### What is being asked
Scan the listing and work out how many lines contain the word "fixed". Nothing but the number should be given.

### The data
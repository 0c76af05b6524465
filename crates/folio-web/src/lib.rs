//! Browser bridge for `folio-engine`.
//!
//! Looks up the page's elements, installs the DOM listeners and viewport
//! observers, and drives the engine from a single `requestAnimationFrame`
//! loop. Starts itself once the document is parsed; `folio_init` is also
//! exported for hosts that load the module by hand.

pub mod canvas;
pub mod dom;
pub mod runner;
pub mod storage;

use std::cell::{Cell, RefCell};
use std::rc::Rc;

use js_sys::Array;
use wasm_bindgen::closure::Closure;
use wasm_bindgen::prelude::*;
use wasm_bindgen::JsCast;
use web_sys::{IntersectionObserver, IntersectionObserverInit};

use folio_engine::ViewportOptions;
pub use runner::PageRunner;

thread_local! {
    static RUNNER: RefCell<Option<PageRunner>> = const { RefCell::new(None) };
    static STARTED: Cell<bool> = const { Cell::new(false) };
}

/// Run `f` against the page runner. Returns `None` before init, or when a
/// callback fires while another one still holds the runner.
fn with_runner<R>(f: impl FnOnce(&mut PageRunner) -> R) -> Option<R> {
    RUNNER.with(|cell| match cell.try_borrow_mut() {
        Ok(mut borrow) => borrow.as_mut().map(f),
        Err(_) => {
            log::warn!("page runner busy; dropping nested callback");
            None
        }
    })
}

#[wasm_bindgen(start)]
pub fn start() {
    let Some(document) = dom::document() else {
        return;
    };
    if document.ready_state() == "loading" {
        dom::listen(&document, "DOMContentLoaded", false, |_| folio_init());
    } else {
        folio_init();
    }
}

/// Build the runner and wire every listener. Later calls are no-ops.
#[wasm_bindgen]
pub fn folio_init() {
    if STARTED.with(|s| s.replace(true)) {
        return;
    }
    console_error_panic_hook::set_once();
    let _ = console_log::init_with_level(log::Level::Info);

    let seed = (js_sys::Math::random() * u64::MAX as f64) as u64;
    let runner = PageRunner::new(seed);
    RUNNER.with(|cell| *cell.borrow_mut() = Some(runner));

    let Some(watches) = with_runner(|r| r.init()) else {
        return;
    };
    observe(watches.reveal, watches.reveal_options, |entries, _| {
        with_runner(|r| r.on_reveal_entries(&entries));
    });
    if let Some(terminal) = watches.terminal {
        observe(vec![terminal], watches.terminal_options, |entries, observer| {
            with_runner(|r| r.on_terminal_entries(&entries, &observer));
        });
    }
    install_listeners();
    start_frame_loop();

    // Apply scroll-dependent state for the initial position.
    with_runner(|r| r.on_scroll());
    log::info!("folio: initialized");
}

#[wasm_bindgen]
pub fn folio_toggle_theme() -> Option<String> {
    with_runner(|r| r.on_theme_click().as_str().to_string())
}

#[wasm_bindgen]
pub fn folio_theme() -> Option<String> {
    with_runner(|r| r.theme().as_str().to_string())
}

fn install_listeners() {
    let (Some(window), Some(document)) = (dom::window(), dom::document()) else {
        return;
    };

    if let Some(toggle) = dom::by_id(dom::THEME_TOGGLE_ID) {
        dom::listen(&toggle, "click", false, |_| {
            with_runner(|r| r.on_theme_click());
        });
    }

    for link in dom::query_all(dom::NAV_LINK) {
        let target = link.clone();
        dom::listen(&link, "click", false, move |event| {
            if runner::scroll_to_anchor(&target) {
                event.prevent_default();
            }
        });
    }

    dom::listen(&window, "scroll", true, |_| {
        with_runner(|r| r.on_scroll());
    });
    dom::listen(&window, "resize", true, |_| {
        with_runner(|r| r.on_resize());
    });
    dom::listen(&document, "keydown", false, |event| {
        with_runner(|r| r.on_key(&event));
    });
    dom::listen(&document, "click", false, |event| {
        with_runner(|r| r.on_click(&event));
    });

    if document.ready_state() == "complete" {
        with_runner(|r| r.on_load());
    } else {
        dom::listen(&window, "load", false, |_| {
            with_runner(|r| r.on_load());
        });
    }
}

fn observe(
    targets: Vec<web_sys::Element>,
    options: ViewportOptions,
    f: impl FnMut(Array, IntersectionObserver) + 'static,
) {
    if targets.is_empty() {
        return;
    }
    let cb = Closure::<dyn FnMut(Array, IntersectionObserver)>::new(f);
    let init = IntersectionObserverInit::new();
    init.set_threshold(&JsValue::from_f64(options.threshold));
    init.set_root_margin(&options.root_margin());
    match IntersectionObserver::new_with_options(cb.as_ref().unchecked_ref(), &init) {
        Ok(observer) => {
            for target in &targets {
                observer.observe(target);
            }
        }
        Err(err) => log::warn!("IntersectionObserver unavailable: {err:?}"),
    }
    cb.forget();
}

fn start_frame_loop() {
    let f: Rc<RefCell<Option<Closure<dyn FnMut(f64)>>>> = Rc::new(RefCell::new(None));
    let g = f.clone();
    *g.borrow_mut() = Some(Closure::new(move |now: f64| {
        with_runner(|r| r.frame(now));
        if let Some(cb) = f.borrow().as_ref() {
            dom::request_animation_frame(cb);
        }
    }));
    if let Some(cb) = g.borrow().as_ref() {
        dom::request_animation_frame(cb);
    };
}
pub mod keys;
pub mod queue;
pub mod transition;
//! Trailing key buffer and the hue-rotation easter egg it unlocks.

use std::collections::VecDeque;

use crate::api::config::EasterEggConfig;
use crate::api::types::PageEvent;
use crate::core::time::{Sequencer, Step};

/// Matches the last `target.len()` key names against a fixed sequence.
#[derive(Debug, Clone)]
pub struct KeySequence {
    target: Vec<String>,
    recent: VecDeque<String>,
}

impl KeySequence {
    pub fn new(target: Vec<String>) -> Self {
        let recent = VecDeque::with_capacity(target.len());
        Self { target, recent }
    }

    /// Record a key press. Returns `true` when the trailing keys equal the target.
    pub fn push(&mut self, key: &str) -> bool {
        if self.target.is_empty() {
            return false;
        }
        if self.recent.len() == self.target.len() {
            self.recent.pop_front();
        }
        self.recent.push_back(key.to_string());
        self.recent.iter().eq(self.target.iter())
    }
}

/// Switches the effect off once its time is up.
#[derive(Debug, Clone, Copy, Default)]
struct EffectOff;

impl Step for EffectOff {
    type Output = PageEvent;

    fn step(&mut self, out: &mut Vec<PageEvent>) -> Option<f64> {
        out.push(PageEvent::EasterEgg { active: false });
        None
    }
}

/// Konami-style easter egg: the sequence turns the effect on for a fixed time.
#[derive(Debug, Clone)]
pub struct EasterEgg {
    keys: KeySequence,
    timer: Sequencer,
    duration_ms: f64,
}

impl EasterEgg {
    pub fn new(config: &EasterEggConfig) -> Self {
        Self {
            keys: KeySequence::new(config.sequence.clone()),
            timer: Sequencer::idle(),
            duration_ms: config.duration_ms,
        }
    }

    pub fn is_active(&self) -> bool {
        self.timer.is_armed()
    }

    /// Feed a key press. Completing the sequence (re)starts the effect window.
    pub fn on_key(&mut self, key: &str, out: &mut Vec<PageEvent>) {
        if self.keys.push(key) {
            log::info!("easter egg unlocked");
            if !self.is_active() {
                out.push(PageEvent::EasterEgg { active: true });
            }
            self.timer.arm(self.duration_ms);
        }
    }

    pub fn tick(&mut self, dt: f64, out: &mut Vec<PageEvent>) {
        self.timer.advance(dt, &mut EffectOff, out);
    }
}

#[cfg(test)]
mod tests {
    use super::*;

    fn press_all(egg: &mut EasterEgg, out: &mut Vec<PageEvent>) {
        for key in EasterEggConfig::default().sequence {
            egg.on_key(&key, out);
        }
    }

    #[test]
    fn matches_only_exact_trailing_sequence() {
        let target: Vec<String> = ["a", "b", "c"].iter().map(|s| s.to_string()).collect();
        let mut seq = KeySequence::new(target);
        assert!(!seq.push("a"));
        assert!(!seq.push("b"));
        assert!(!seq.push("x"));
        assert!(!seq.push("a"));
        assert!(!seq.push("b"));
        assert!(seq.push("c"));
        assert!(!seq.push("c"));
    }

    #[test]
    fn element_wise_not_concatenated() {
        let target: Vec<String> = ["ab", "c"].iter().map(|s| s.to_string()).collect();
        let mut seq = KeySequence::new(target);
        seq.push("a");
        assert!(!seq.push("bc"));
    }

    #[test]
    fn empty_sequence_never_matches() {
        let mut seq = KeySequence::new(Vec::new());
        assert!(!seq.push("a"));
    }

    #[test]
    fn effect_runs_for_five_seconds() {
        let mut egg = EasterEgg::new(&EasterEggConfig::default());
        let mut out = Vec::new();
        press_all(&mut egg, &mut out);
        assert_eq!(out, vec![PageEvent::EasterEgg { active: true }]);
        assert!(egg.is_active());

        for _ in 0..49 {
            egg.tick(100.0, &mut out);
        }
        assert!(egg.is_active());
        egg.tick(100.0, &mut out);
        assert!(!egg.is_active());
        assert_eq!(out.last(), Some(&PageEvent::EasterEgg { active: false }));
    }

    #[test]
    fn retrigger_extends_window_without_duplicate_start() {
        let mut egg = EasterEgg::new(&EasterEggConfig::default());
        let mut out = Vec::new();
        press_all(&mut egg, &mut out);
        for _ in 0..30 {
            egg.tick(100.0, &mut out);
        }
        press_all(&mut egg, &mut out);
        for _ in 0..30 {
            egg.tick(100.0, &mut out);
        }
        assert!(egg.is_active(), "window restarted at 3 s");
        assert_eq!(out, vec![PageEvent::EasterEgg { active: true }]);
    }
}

### Result
2